To do — Reproduce word for word the lines between those holding "assert!(config.catalog.path.is_none());" and "impl<B: GamepadBackend> BridgeRuntime<B>", inclusive, and nothing else from the data below.

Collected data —
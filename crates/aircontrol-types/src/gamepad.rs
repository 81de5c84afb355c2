//! Gamepad vocabulary shared by the wire protocols and the actuation layer.

use serde::{Deserialize, Serialize};

/// A digital button on the virtual Xbox-style pad.
#[derive(Debug, Clone, Copy, PartialEq, Eq, Hash, Serialize, Deserialize)]
pub enum PadButton {
    A,
    B,
    X,
    Y,
    LeftShoulder,
    RightShoulder,
    Start,
    Back,
    Guide,
    LeftThumb,
    RightThumb,
}

impl PadButton {
    pub const ALL: [Self; 11] = [
        Self::A,
        Self::B,
        Self::X,
        Self::Y,
        Self::LeftShoulder,
        Self::RightShoulder,
        Self::Start,
        Self::Back,
        Self::Guide,
        Self::LeftThumb,
        Self::RightThumb,
    ];

    /// Map a symbolic name sent by a phone. Case-insensitive; returns `None`
    /// for names the pad does not have.
    pub fn from_name(name: &str) -> Option<Self> {
        let lowered = name.trim().to_ascii_lowercase();
        Some(match lowered.as_str() {
            "a" => Self::A,
            "b" => Self::B,
            "x" => Self::X,
            "y" => Self::Y,
            "lb" => Self::LeftShoulder,
            "rb" => Self::RightShoulder,
            "start" => Self::Start,
            "select" | "back" => Self::Back,
            "guide" | "home" => Self::Guide,
            "ls" | "l3" => Self::LeftThumb,
            "rs" | "r3" => Self::RightThumb,
            _ => return None,
        })
    }

    /// Position in the button bitset.
    pub fn bit(self) -> u16 {
        1 << (self as u16)
    }
}

/// Left or right stick / trigger.
#[derive(Debug, Clone, Copy, PartialEq, Eq, Hash, Serialize, Deserialize)]
#[serde(rename_all = "lowercase")]
pub enum Side {
    Left,
    Right,
}

/// A d-pad direction. Anything unrecognised decodes as `None`.
#[derive(Debug, Clone, Copy, PartialEq, Eq, Hash, Default, Serialize, Deserialize)]
#[serde(rename_all = "lowercase")]
pub enum DpadDirection {
    Up,
    Down,
    Left,
    Right,
    #[default]
    #[serde(other)]
    None,
}

impl DpadDirection {
    /// `(horizontal, vertical)` unit vector, up and right positive.
    pub fn vector(self) -> (i8, i8) {
        match self {
            Self::Up => (0, 1),
            Self::Down => (0, -1),
            Self::Left => (-1, 0),
            Self::Right => (1, 0),
            Self::None => (0, 0),
        }
    }
}

/// Button edge reported by the direct-connect protocol.
#[derive(Debug, Clone, Copy, PartialEq, Eq, Hash, Serialize, Deserialize)]
#[serde(rename_all = "lowercase")]
pub enum ButtonAction {
    Pressed,
    Released,
}

impl ButtonAction {
    pub fn is_pressed(self) -> bool {
        self == Self::Pressed
    }
}

/// A virtual gamepad action named in a profile's `virtualMap`.
#[derive(Debug, Clone, Copy, PartialEq, Eq, Hash, PartialOrd, Ord, Serialize, Deserialize)]
#[serde(rename_all = "snake_case")]
pub enum PadAction {
    South,
    East,
    West,
    North,
    Lb,
    Rb,
    Lt,
    Rt,
    Start,
    Back,
    Ls,
    Rs,
    DpadUp,
    DpadDown,
    DpadLeft,
    DpadRight,
}

impl PadAction {
    pub fn from_name(name: &str) -> Option<Self> {
        Some(match name {
            "south" => Self::South,
            "east" => Self::East,
            "west" => Self::West,
            "north" => Self::North,
            "lb" => Self::Lb,
            "rb" => Self::Rb,
            "lt" => Self::Lt,
            "rt" => Self::Rt,
            "start" => Self::Start,
            "back" => Self::Back,
            "ls" => Self::Ls,
            "rs" => Self::Rs,
            "dpad_up" => Self::DpadUp,
            "dpad_down" => Self::DpadDown,
            "dpad_left" => Self::DpadLeft,
            "dpad_right" => Self::DpadRight,
            _ => return None,
        })
    }

    /// The digital button this action presses, if it is one.
    pub fn button(self) -> Option<PadButton> {
        match self {
            Self::South => Some(PadButton::A),
            Self::East => Some(PadButton::B),
            Self::West => Some(PadButton::X),
            Self::North => Some(PadButton::Y),
            Self::Lb => Some(PadButton::LeftShoulder),
            Self::Rb => Some(PadButton::RightShoulder),
            Self::Start => Some(PadButton::Start),
            Self::Back => Some(PadButton::Back),
            Self::Ls => Some(PadButton::LeftThumb),
            Self::Rs => Some(PadButton::RightThumb),
            Self::Lt | Self::Rt | Self::DpadUp | Self::DpadDown | Self::DpadLeft
            | Self::DpadRight => None,
        }
    }
}

#[cfg(test)]
mod tests {
    use super::*;

    #[test]
    fn button_names_are_case_insensitive_with_aliases() {
        assert_eq!(PadButton::from_name("A"), Some(PadButton::A));
        assert_eq!(PadButton::from_name("select"), Some(PadButton::Back));
        assert_eq!(PadButton::from_name("SELECT"), Some(PadButton::Back));
        assert_eq!(PadButton::from_name("home"), Some(PadButton::Guide));
        assert_eq!(PadButton::from_name("L3"), Some(PadButton::LeftThumb));
        assert_eq!(PadButton::from_name("turbo"), None);
    }

    #[test]
    fn button_bits_are_distinct() {
        let mut seen = 0u16;
        for button in PadButton::ALL {
            assert_eq!(seen & button.bit(), 0);
            seen |= button.bit();
        }
    }

    #[test]
    fn unknown_dpad_direction_decodes_as_none() {
        let d: DpadDirection = serde_json::from_str("\"northwest\"").unwrap();
        assert_eq!(d, DpadDirection::None);
        assert_eq!(d.vector(), (0, 0));
        let up: DpadDirection = serde_json::from_str("\"up\"").unwrap();
        assert_eq!(up.vector(), (0, 1));
    }

    #[test]
    fn pad_actions_map_to_buttons() {
        assert_eq!(PadAction::from_name("south").unwrap().button(), Some(PadButton::A));
        assert_eq!(PadAction::from_name("lt").unwrap().button(), None);
        assert_eq!(PadAction::from_name("jump"), None);
    }
}
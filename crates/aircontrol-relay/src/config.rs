//! Relay and direct-connect host configuration loaded from TOML.

use std::time::Duration;

use aircontrol_types::{LayoutKind, MAX_PLAYERS};
use serde::{Deserialize, Serialize};

/// Top-level configuration.
#[derive(Debug, Clone, Serialize, Deserialize)]
pub struct Config {
    #[serde(default = "default_log_level")]
    pub log_level: String,
    #[serde(default)]
    pub relay: RelayConfig,
    #[serde(default)]
    pub direct: DirectConfig,
    #[serde(default)]
    pub catalog: CatalogConfig,
}

impl Default for Config {
    fn default() -> Self {
        Self {
            log_level: default_log_level(),
            relay: RelayConfig::default(),
            direct: DirectConfig::default(),
            catalog: CatalogConfig::default(),
        }
    }
}

/// Session relay settings.
#[derive(Debug, Clone, Serialize, Deserialize)]
pub struct RelayConfig {
    #[serde(default = "default_bind")]
    pub bind: String,
    #[serde(default = "default_relay_port")]
    pub port: u16,
    /// Seconds an empty, hostless session is kept before collection.
    #[serde(default = "default_idle_timeout_secs")]
    pub idle_timeout_secs: u64,
    /// Client-side acknowledgement window.
    #[serde(default = "default_ack_timeout_ms")]
    pub ack_timeout_ms: u64,
    #[serde(default = "default_max_players")]
    pub max_players: u8,
}

impl Default for RelayConfig {
    fn default() -> Self {
        Self {
            bind: default_bind(),
            port: default_relay_port(),
            idle_timeout_secs: default_idle_timeout_secs(),
            ack_timeout_ms: default_ack_timeout_ms(),
            max_players: default_max_players(),
        }
    }
}

impl RelayConfig {
    pub fn idle_timeout(&self) -> Duration {
        Duration::from_secs(self.idle_timeout_secs)
    }

    pub fn ack_timeout(&self) -> Duration {
        Duration::from_millis(self.ack_timeout_ms)
    }

    pub fn listen_addr(&self) -> String {
        format!("{}:{}", self.bind, self.port)
    }
}

/// Direct-connect host settings.
#[derive(Debug, Clone, Serialize, Deserialize)]
pub struct DirectConfig {
    #[serde(default = "default_bind")]
    pub bind: String,
    #[serde(default = "default_direct_port")]
    pub port: u16,
    #[serde(default = "default_max_controllers")]
    pub max_controllers: u8,
    #[serde(default = "default_ping_interval_secs")]
    pub ping_interval_secs: u64,
    #[serde(default)]
    pub layout: LayoutKind,
    /// Deep link scheme, e.g. `aircontrol://connect?...`.
    #[serde(default = "default_scheme")]
    pub scheme: String,
}

impl Default for DirectConfig {
    fn default() -> Self {
        Self {
            bind: default_bind(),
            port: default_direct_port(),
            max_controllers: default_max_controllers(),
            ping_interval_secs: default_ping_interval_secs(),
            layout: LayoutKind::default(),
            scheme: default_scheme(),
        }
    }
}

impl DirectConfig {
    pub fn ping_interval(&self) -> Duration {
        Duration::from_secs(self.ping_interval_secs.max(1))
    }

    pub fn listen_addr(&self) -> String {
        format!("{}:{}", self.bind, self.port)
    }
}

/// Profile catalog location.
#[derive(Debug, Clone, Default, Serialize, Deserialize)]
pub struct CatalogConfig {
    /// JSON catalog file. The built-in catalog is used when unset.
    #[serde(default)]
    pub path: Option<String>,
}

fn default_log_level() -> String {
    "info".to_string()
}

fn default_bind() -> String {
    "0.0.0.0".to_string()
}

fn default_relay_port() -> u16 {
    3000
}

fn default_idle_timeout_secs() -> u64 {
    20 * 60
}

fn default_ack_timeout_ms() -> u64 {
    3000
}

fn default_max_players() -> u8 {
    MAX_PLAYERS
}

fn default_direct_port() -> u16 {
    8765
}

fn default_max_controllers() -> u8 {
    4
}

fn default_ping_interval_secs() -> u64 {
    5
}

fn default_scheme() -> String {
    "aircontrol".to_string()
}

#[cfg(test)]
mod tests {
    use super::*;

    #[test]
    fn default_config_serializes() {
        let config = Config::default();
        let toml_str = toml::to_string_pretty(&config).unwrap();
        assert!(toml_str.contains("port = 3000"));
        assert!(toml_str.contains("port = 8765"));
        assert!(toml_str.contains("layout = \"xbox\""));
    }

    #[test]
    fn parse_example_config() {
        let toml_str = r#"
log_level = "debug"

[relay]
port = 4000
idle_timeout_secs = 60

[direct]
max_controllers = 2
layout = "simple"
scheme = "airpad"

[catalog]
path = "profiles.json"
"#;
        let config: Config = toml::from_str(toml_str).unwrap();
        assert_eq!(config.log_level, "debug");
        assert_eq!(config.relay.port, 4000);
        assert_eq!(config.relay.idle_timeout(), Duration::from_secs(60));
        assert_eq!(config.relay.ack_timeout(), Duration::from_millis(3000));
        assert_eq!(config.relay.max_players, 64);
        assert_eq!(config.direct.max_controllers, 2);
        assert_eq!(config.direct.layout, LayoutKind::Simple);
        assert_eq!(config.direct.scheme, "airpad");
        assert_eq!(config.direct.port, 8765);
        assert_eq!(config.catalog.path.as_deref(), Some("profiles.json"));
    }

    #[test]
    fn empty_file_is_all_defaults() {
        let config: Config = toml::from_str("").unwrap();
        assert_eq!(config.relay.listen_addr(), "0.0.0.0:3000");
        assert_eq!(config.direct.ping_interval(), Duration::from_secs(5));
        assert!(config.catalog.path.is_none());
    }
}
//! Bridge runtime: joins a session as a bridge and drives a virtual pad
//! (and keyboard intents) from routed controller input.

use aircontrol_actuation::{
    derive_state, ActuationHub, GamepadBackend, GamepadState, KeyIntent, KeySync,
};
use aircontrol_types::{CloseReason, ConfigPayload, GameProfile, InputPayload, Notification, PlayerIndex};
use tokio::sync::mpsc;
use tracing::{debug, info, warn};

use crate::client::{Joined, RelayClient};
use crate::error::RelayError;

#[derive(Debug, Clone, Default)]
pub struct BridgeOptions {
    pub code: String,
    pub name: Option<String>,
    pub player: Option<PlayerIndex>,
}

/// Why a bridge stopped.
#[derive(Debug, Clone, Copy, PartialEq, Eq)]
pub enum BridgeExit {
    SessionClosed(CloseReason),
    Disconnected,
}

pub struct BridgeRuntime<B: GamepadBackend> {
    hub: ActuationHub<B>,
    keys: KeySync,
    profile: Option<GameProfile>,
    /// Profile pinned locally; session updates do not replace it.
    locked: bool,
    slot: PlayerIndex,
    key_tx: Option<mpsc::UnboundedSender<KeyIntent>>,
}

impl<B: GamepadBackend> BridgeRuntime<B> {
    pub fn new(backend: B, locked_profile: Option<GameProfile>) -> Self {
        Self {
            hub: ActuationHub::new(backend),
            keys: KeySync::new(),
            locked: locked_profile.is_some(),
            profile: locked_profile,
            slot: PlayerIndex::FIRST,
            key_tx: None,
        }
    }

    /// Forward keyboard press/release intents to `tx`.
    #[must_use]
    pub fn with_key_sink(mut self, tx: mpsc::UnboundedSender<KeyIntent>) -> Self {
        self.key_tx = Some(tx);
        self
    }

    pub fn hub(&self) -> &ActuationHub<B> {
        &self.hub
    }

    pub fn profile(&self) -> Option<&GameProfile> {
        self.profile.as_ref()
    }

    pub fn slot(&self) -> PlayerIndex {
        self.slot
    }

    /// Join a session and attach the pad for the assigned slot.
    pub async fn join(
        &mut self,
        client: &RelayClient,
        options: &BridgeOptions,
    ) -> Result<Joined, RelayError> {
        let joined = client
            .join_bridge(&options.code, options.name.as_deref(), options.player)
            .await?;
        self.attach(joined.player, &joined.session).await?;
        Ok(joined)
    }

    /// Adopt a slot and session config, plugging the slot's pad.
    pub async fn attach(
        &mut self,
        slot: PlayerIndex,
        session: &ConfigPayload,
    ) -> Result<(), RelayError> {
        if self.slot != slot {
            self.release().await;
        }
        self.slot = slot;
        if !self.locked {
            self.profile = Some(session.profile.clone());
        }
        self.hub.attach(slot).await?;
        info!(
            code = %session.code,
            %slot,
            profile = self.profile.as_ref().map_or("none", |p| p.id.as_str()),
            "bridge attached"
        );
        Ok(())
    }

    /// React to one relay notification. Returns why the bridge should stop,
    /// if it should.
    pub async fn handle_notification(&mut self, notification: Notification) -> Option<BridgeExit> {
        match notification {
            Notification::Input(input) => {
                self.apply_input(&input.payload).await;
                None
            }
            Notification::ConfigUpdated(payload) => {
                if self.locked {
                    debug!(profile = %payload.config.game_profile_id, "profile locked, update ignored");
                } else if self.profile.as_ref() != Some(&payload.profile) {
                    info!(profile = %payload.profile.id, "bridge profile changed");
                    let released = self.keys.release_all();
                    self.emit_keys(released);
                    self.profile = Some(payload.profile);
                }
                None
            }
            Notification::ControllerDisconnected(presence) => {
                info!(player = %presence.player_index, "controller left, pad neutralised");
                if let Err(e) = self.hub.set_state(self.slot, GamepadState::neutral()).await {
                    warn!(slot = %self.slot, error = %e, "failed to push pad state");
                }
                let released = self.keys.release_all();
                self.emit_keys(released);
                None
            }
            Notification::Closed(closed) => {
                info!(code = %closed.code, reason = %closed.reason, "session closed");
                self.release().await;
                Some(BridgeExit::SessionClosed(closed.reason))
            }
            other => {
                debug!(?other, "ignoring notification");
                None
            }
        }
    }

    async fn apply_input(&mut self, payload: &InputPayload) {
        let Some(profile) = &self.profile else {
            debug!("no profile yet, input dropped");
            return;
        };
        let state = derive_state(payload, &profile.virtual_map);
        let intents = self.keys.sync(payload, &profile.keyboard_map);

        if let Err(e) = self.hub.set_state(self.slot, state).await {
            warn!(slot = %self.slot, error = %e, "failed to push pad state");
        }
        self.emit_keys(intents);
    }

    fn emit_keys(&self, intents: Vec<KeyIntent>) {
        for intent in intents {
            debug!(?intent, "key intent");
            if let Some(tx) = &self.key_tx {
                let _ = tx.send(intent);
            }
        }
    }

    /// Neutralise the pad and release every held key.
    pub async fn release(&mut self) {
        if let Err(e) = self.hub.detach(self.slot).await {
            warn!(slot = %self.slot, error = %e, "failed to release pad");
        }
        let released = self.keys.release_all();
        self.emit_keys(released);
    }

    /// Join, then follow the session until it closes or the relay goes away.
    pub async fn run(
        mut self,
        mut client: RelayClient,
        options: BridgeOptions,
    ) -> Result<BridgeExit, RelayError> {
        self.join(&client, &options).await?;

        let exit = loop {
            match client.next_notification().await {
                Some(notification) => {
                    if let Some(exit) = self.handle_notification(notification).await {
                        break exit;
                    }
                }
                None => {
                    warn!("relay connection lost");
                    self.release().await;
                    break BridgeExit::Disconnected;
                }
            }
        };

        self.hub.shutdown().await?;
        Ok(exit)
    }
}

Solution to the problem —
        assert!(config.catalog.path.is_none());
    }
}
//! Bridge runtime: joins a session as a bridge and drives a virtual pad
//! (and keyboard intents) from routed controller input.

use aircontrol_actuation::{
    derive_state, ActuationHub, GamepadBackend, GamepadState, KeyIntent, KeySync,
};
use aircontrol_types::{CloseReason, ConfigPayload, GameProfile, InputPayload, Notification, PlayerIndex};
use tokio::sync::mpsc;
use tracing::{debug, info, warn};

use crate::client::{Joined, RelayClient};
use crate::error::RelayError;

#[derive(Debug, Clone, Default)]
pub struct BridgeOptions {
    pub code: String,
    pub name: Option<String>,
    pub player: Option<PlayerIndex>,
}

/// Why a bridge stopped.
#[derive(Debug, Clone, Copy, PartialEq, Eq)]
pub enum BridgeExit {
    SessionClosed(CloseReason),
    Disconnected,
}

pub struct BridgeRuntime<B: GamepadBackend> {
    hub: ActuationHub<B>,
    keys: KeySync,
    profile: Option<GameProfile>,
    /// Profile pinned locally; session updates do not replace it.
    locked: bool,
    slot: PlayerIndex,
    key_tx: Option<mpsc::UnboundedSender<KeyIntent>>,
}

impl<B: GamepadBackend> BridgeRuntime<B> {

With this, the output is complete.